Павел Сергеевич счёл, что в стране, где одни встречают русских хлебом-солью, а другие в них стреляют, надо донести до солдат эту мысль яснее.

«Строжайше рекомендую всем господам полковым и батальонным начальникам внушить и толковать нижним чинам и рядовым, – написал он, – чтобы нигде при переходе местечек, деревень и корчем ни малейшего разорения не делать. К продовольствию войск съестное будет взято по учреждению. И если выше сего сказано, чтоб мстительно наказывать военных поляков и вооружённых обывателей, то напротив того, пребывающих спокойно щадить и нимало не обидеть, чтобы не ожесточить сердца народа и притом не заслужить порочного названия грабителей».

Спаситель Варшавы

 «Бить и гнать врага штыком; работать быстро, скоро, храбро, по-русски!»

К сражению 6 сентября 1794 г. с 16-тысячным корпусом генерала Сераковского Суворов имел уже около 13-ти тысяч солдат, включая обозных и кашеваров. «Сей мятежнический корпус, – отметил Александр Васильевич уважительно, – состоял из лучших их войск, знатной части старых коронной гвардии и иных полков, исправно обученных», при 28 пушках.[330]

Сераковский умело расположил войска, имея за спиной каменный Круп­чицкий монастырь, на флангах – лесистые возвышенности, а перед фронтом – прикрытую пятью батареями топь. Суворов атаковал под шквалом картечи через болото: час длился этот убийственный переход. Но, с полководцем в первых рядах, солдаты прошли сквозь огонь, ударили в штыки, с флангов налетела обошедшая поляков конница.

Тем не менее, Сераковский сумел выдержать десятичасовое сражение и спасти часть своего корпуса. Только через два дня, под Брестом, Суворов настиг и в труднейшей местности наголову разбил вызывающего восхищение противника. Сераковский и его товарищ Понятовский, потеряв войско, знамёна и 28 пушек, ушли с 4 офицерами и не более 70 здоровыми солдатами. «Помогать раненым полякам»! – приказал Суворов на скаку, спеша догнать и разбить ещё не сложившие оружие части повстанцев. «Следующие два дня,– отметил он в рапорте, – пехота и казаки стреляли и кололи не сдающихся, скрытых в лесах и топких местах».

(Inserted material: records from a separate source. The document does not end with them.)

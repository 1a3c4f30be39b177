//! In-memory content store and clipboards shared by the integration tests.

#![allow(dead_code)]

use std::collections::{HashMap, VecDeque};
use std::io;
use std::sync::atomic::{AtomicU64, Ordering};
use std::sync::{Arc, Mutex};

use anyhow::Result;
use async_trait::async_trait;
use tokio::sync::oneshot;
use tracing::subscriber::DefaultGuard;
use tracing_subscriber::EnvFilter;

use brainlink::auth::{AuthToken, CredentialProvider, Credentials, MemoryTokenStore};
use brainlink::library::{ContentId, ContentItem, CreateContent};
use brainlink::{Clipboard, ContentError, ContentStore};

pub const TOKEN: &str = "token-alice";
pub const SHARE_TOKEN: &str = "share-abc123";

/// Fake store: records every call, can fail or hold individual operations
#[derive(Default)]
pub struct FakeStore {
    items: Mutex<Vec<ContentItem>>,
    next_id: AtomicU64,
    calls: Mutex<Vec<&'static str>>,
    failures: Mutex<HashMap<&'static str, ContentError>>,
    list_gates: Mutex<VecDeque<oneshot::Receiver<()>>>,
    share_token: Mutex<Option<String>>,
}

impl FakeStore {
    pub fn new() -> Arc<Self> {
        Arc::new(Self::default())
    }

    pub fn with_items(items: Vec<ContentItem>) -> Arc<Self> {
        let store = Self::default();
        store.next_id.store(items.len() as u64, Ordering::SeqCst);
        *store.items.lock().unwrap() = items;
        Arc::new(store)
    }

    /// Add an item behind the controller's back
    pub fn insert(&self, item: ContentItem) {
        self.items.lock().unwrap().push(item);
    }

    pub fn items(&self) -> Vec<ContentItem> {
        self.items.lock().unwrap().clone()
    }

    /// Make the next call of `op` fail with `err`
    pub fn fail_next(&self, op: &'static str, err: ContentError) {
        self.failures.lock().unwrap().insert(op, err);
    }

    /// Hold the next `list_content` response until the sender fires.
    ///
    /// The response reflects the items at the time of the call.
    pub fn gate_next_list(&self) -> oneshot::Sender<()> {
        let (tx, rx) = oneshot::channel();
        self.list_gates.lock().unwrap().push_back(rx);
        tx
    }

    pub fn calls(&self, op: &str) -> usize {
        self.calls.lock().unwrap().iter().filter(|c| **c == op).count()
    }

    pub fn total_calls(&self) -> usize {
        self.calls.lock().unwrap().len()
    }

    pub fn share_token(&self) -> Option<String> {
        self.share_token.lock().unwrap().clone()
    }

    fn record(&self, op: &'static str) -> Result<(), ContentError> {
        self.calls.lock().unwrap().push(op);
        match self.failures.lock().unwrap().remove(op) {
            Some(err) => Err(err),
            None => Ok(()),
        }
    }
}

#[async_trait]
impl ContentStore for FakeStore {
    async fn sign_up(&self, _credentials: &Credentials) -> Result<(), ContentError> {
        self.record("sign_up")
    }

    async fn sign_in(&self, credentials: &Credentials) -> Result<AuthToken, ContentError> {
        self.record("sign_in")?;
        if credentials.password == "wrong" {
            return Err(ContentError::Remote {
                status: 403,
                message: Some("Incorrect credentials".to_string()),
            });
        }
        Ok(AuthToken::new(format!("token-{}", credentials.username)))
    }

    async fn list_content(&self, _token: &AuthToken) -> Result<Vec<ContentItem>, ContentError> {
        self.record("list_content")?;
        let snapshot = self.items();
        let gate = self.list_gates.lock().unwrap().pop_front();
        if let Some(gate) = gate {
            let _ = gate.await;
        }
        Ok(snapshot)
    }

    async fn create_content(
        &self,
        _token: &AuthToken,
        content: &CreateContent,
    ) -> Result<(), ContentError> {
        self.record("create_content")?;
        let id = self.next_id.fetch_add(1, Ordering::SeqCst) + 1;
        let item = ContentItem::new(
            id.to_string(),
            content.title.clone(),
            content.link.clone(),
            Some(content.kind),
        )
        .with_tags(content.tags.iter());
        self.insert(item);
        Ok(())
    }

    async fn delete_content(&self, _token: &AuthToken, id: &ContentId) -> Result<(), ContentError> {
        self.record("delete_content")?;
        self.items.lock().unwrap().retain(|item| &item.id != id);
        Ok(())
    }

    async fn create_share_link(&self, _token: &AuthToken) -> Result<String, ContentError> {
        self.record("create_share_link")?;
        *self.share_token.lock().unwrap() = Some(SHARE_TOKEN.to_string());
        Ok(SHARE_TOKEN.to_string())
    }

    async fn disable_sharing(&self, _token: &AuthToken) -> Result<(), ContentError> {
        self.record("disable_sharing")?;
        *self.share_token.lock().unwrap() = None;
        Ok(())
    }

    async fn list_shared(&self, share_token: &str) -> Result<Vec<ContentItem>, ContentError> {
        self.record("list_shared")?;
        match self.share_token() {
            Some(current) if current == share_token => Ok(self.items()),
            _ => Err(ContentError::NotFound),
        }
    }
}

/// Token slot that already holds a session
pub fn signed_in() -> Arc<MemoryTokenStore> {
    Arc::new(MemoryTokenStore::with_token(TOKEN))
}

pub fn signed_out() -> Arc<MemoryTokenStore> {
    Arc::new(MemoryTokenStore::new())
}

pub fn has_token(credentials: &dyn CredentialProvider) -> bool {
    credentials.get().unwrap().is_some()
}

/// Clipboard that remembers what it was given
#[derive(Default)]
pub struct RecordingClipboard {
    pub copied: Mutex<Vec<String>>,
}

#[async_trait]
impl Clipboard for RecordingClipboard {
    fn name(&self) -> &str {
        "recording"
    }

    async fn copy(&self, text: &str) -> Result<()> {
        self.copied.lock().unwrap().push(text.to_string());
        Ok(())
    }
}

/// Log output of this crate, captured for the current thread
#[derive(Clone, Default)]
pub struct LogCapture(Arc<Mutex<Vec<u8>>>);

impl LogCapture {
    pub fn contents(&self) -> String {
        String::from_utf8_lossy(&self.0.lock().unwrap()).into_owned()
    }
}

impl io::Write for LogCapture {
    fn write(&mut self, buf: &[u8]) -> io::Result<usize> {
        self.0.lock().unwrap().extend_from_slice(buf);
        Ok(buf.len())
    }

    fn flush(&mut self) -> io::Result<()> {
        Ok(())
    }
}

/// Record every brainlink event, spans included, until the guard drops
pub fn capture_logs() -> (LogCapture, DefaultGuard) {
    let capture = LogCapture::default();
    let writer = capture.clone();
    let subscriber = tracing_subscriber::fmt()
        .with_env_filter(EnvFilter::new("brainlink=trace"))
        .with_ansi(false)
        .with_writer(move || writer.clone())
        .finish();

    (capture, tracing::subscriber::set_default(subscriber))
}
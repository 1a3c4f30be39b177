//! Canonical paths for brainlink state.
//!
//! Single source of truth - import this instead of hardcoding paths.

use std::path::PathBuf;

use anyhow::Result;

/// Route prefix under which the web client serves shared collections
pub const SHARE_PATH_PREFIX: &str = "/share/";

/// Session token file name inside the brainlink home
pub const TOKEN_FILE_NAME: &str = "token";

/// Get the brainlink home directory (~/.brainlink)
pub fn brainlink_home() -> Result<PathBuf> {
    crate::config::brainlink_home()
}

/// Get the session token file (~/.brainlink/token)
pub fn token_file() -> Result<PathBuf> {
    Ok(brainlink_home()?.join(TOKEN_FILE_NAME))
}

Сдавшихся и обещавших «жить в своих домах спокойно» Суворов отпускал. Разбив ещё один корпус повстанцев, полководец 6 октября объединил под своим командованием уже 25 тысяч солдат и поспешил спасать Варшаву, не дожидаясь ни пруссаков, ни австрийцев. «К содействиям на пруссаков надежды нет, – писал он командующему в Польше Репнину, – австрийцы малосильны» (Д III. 402).

Суворову предстояло повторить в Польше подвиг штурма Измаила. Польские отряды со всей страны сбегались к столице, намереваясь дать здесь решительный бой. Александр Васильевич получил от Румянцева право командовать войсками в Польше, но официально командующим был назначен Репнин. Приказы Суворова выполнялись плохо, а ему, памятуя недавние подвиги поляков, приходилось ещё и тщательно охранять свои тылы.

Тем не менее, уже 15 октября он был под Варшавой, разгромив 5020 мятежников при селе Кобылка. Несмотря на помощь из Варшавы, с 5-часового сражения в лесу противник не ушёл: «неприятель весь погиб или взят в плен». Русским досталось знамя и 9 пушек. В плен было взято 850 поляков, в том числе 6 штаб и 44 обер-офицера (Д III. 400, 404).

Мощно укрепленное предместье Варшавы Прагу обороняла 26 тысячная армия, «почти все регулярные». С вооружёнными обывателями число мятежников достигало 30 тысяч[331]. На трёх линиях укреплений они расположили 104 пушки, в том числе много крупнокалиберных. Суворов, присоединив к своему корпусу под командой Потёмкина корпуса Ферзена и старого товарища Дерфельдена, смог собрать при 86 полевых орудиях, как подсчитали историки, 28–30 тысяч солдат, в их числе 12 тысяч кавалерии.

Однако так ли это? Всю польскую кампанию Александр Васильевич действовал чрезвычайно осмотрительно. Прага была укреплена прекрасно, как показала визуальная разведка, проведённая им с генералами и штаб-офицерами 18 октября (при этом 1 человек его свиты был убит и 2 ранены. – Д. III. 402, 403). Вокруг русских войск, стянутых Суворовым к Праге с окрестных воеводств, продолжался мятеж. Жители Варшавы поддерживали бунтовщиков, собранных на восточном берегу Вислы в Праге, только продовольствием, но при малейшей неудаче русских могли умножить их ряды многократно.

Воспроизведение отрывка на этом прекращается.